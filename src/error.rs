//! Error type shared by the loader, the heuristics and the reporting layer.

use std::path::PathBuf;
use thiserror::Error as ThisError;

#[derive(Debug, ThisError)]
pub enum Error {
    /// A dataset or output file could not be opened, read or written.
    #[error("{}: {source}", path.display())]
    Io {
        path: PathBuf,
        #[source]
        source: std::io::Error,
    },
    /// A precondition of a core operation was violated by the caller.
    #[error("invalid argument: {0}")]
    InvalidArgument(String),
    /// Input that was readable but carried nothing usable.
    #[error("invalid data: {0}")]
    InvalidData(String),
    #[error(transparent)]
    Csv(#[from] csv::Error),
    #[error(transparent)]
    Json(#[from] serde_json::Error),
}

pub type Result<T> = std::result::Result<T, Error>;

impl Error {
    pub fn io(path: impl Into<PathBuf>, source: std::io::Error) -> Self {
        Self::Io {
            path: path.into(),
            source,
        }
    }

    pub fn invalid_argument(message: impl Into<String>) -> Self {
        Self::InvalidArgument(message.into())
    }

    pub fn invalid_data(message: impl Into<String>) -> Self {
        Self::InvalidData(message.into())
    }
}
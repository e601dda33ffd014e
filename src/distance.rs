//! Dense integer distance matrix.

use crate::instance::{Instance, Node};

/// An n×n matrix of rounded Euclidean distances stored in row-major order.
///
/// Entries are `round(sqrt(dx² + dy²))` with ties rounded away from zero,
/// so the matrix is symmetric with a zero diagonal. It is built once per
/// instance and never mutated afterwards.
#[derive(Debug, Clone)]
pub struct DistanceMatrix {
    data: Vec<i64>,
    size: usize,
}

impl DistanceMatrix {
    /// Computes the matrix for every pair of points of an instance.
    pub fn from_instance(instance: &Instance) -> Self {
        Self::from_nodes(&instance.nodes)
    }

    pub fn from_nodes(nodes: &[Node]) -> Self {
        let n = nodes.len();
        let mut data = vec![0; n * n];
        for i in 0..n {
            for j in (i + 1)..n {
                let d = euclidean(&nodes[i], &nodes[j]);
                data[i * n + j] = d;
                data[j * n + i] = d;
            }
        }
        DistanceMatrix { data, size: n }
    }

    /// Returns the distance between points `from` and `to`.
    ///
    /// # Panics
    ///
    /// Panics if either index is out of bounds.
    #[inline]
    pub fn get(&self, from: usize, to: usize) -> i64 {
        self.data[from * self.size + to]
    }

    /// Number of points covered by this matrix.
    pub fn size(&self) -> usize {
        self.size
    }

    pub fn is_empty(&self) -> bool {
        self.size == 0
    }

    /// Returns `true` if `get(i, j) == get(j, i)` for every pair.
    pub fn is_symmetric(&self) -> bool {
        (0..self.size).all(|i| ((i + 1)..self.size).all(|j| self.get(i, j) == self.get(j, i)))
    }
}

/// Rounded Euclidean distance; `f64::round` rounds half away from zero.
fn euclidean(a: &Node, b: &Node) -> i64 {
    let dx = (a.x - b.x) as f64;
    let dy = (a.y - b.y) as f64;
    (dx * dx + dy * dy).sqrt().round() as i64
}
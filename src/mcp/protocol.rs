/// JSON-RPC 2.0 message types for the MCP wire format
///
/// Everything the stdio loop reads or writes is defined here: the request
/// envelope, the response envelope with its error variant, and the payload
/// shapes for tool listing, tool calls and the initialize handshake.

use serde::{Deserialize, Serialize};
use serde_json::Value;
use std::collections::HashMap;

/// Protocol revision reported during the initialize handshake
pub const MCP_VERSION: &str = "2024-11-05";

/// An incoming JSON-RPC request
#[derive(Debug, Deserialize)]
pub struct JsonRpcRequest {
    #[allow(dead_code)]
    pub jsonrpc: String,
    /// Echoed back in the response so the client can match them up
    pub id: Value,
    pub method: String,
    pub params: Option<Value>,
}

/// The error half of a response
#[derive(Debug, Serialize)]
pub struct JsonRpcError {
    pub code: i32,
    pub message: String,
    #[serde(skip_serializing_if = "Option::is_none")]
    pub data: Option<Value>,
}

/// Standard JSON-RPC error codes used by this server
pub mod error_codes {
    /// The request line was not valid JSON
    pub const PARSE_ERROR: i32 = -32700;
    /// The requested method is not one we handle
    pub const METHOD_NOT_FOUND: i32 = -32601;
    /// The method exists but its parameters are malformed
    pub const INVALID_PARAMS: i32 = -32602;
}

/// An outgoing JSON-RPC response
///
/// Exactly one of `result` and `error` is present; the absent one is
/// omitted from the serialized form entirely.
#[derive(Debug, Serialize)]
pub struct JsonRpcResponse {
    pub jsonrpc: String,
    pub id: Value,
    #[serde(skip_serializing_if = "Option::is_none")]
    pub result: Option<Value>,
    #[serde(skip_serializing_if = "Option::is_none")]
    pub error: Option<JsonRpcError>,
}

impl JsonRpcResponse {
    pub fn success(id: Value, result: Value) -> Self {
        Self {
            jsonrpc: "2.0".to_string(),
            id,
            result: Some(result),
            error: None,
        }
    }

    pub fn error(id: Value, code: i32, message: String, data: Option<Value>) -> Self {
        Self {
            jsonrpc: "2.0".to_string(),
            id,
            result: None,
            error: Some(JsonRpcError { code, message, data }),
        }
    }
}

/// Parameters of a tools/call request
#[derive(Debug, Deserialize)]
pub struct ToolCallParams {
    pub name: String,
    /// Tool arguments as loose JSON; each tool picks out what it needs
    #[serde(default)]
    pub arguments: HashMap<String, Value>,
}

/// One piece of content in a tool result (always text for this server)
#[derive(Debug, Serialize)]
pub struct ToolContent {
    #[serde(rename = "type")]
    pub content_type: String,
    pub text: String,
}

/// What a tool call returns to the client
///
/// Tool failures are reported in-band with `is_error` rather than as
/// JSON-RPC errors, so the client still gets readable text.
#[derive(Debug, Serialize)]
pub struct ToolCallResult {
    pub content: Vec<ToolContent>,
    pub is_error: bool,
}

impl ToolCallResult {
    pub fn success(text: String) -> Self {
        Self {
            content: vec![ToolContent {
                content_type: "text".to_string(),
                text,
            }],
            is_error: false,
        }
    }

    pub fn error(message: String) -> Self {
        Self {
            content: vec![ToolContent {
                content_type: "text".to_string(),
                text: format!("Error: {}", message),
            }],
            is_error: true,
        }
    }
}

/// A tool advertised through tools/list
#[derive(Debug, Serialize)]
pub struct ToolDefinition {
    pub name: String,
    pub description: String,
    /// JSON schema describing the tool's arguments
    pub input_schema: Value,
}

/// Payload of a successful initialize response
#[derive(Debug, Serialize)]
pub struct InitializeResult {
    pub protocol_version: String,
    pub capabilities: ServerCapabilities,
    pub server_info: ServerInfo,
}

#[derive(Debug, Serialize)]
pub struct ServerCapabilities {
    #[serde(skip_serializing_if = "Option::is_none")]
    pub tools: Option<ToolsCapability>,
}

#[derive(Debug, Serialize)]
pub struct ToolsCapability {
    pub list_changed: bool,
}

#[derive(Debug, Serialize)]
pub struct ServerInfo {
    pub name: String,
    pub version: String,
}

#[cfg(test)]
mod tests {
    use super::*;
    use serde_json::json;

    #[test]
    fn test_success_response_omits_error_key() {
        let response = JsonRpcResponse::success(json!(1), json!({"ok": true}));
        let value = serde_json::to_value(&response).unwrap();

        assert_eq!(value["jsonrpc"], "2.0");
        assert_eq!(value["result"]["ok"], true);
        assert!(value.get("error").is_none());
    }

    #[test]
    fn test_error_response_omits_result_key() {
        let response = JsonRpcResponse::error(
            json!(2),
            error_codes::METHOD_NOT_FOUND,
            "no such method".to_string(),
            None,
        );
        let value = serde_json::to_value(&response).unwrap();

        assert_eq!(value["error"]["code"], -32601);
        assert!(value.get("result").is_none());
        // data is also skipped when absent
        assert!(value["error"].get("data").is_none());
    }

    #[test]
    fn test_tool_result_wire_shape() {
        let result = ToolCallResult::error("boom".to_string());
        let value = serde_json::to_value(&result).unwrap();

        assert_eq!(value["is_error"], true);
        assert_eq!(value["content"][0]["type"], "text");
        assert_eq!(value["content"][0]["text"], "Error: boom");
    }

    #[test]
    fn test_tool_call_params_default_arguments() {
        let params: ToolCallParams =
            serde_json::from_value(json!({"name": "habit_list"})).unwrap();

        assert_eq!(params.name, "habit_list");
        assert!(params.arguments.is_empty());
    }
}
*-*-*
• YOUR ASSIGNMENT
Would you show each line of the material above that contains the string "readable"?

• OUTPUT OF THE EXERCISE
    /// Input that was readable but carried nothing usable.
/// JSON-RPC errors, so the client still gets readable text.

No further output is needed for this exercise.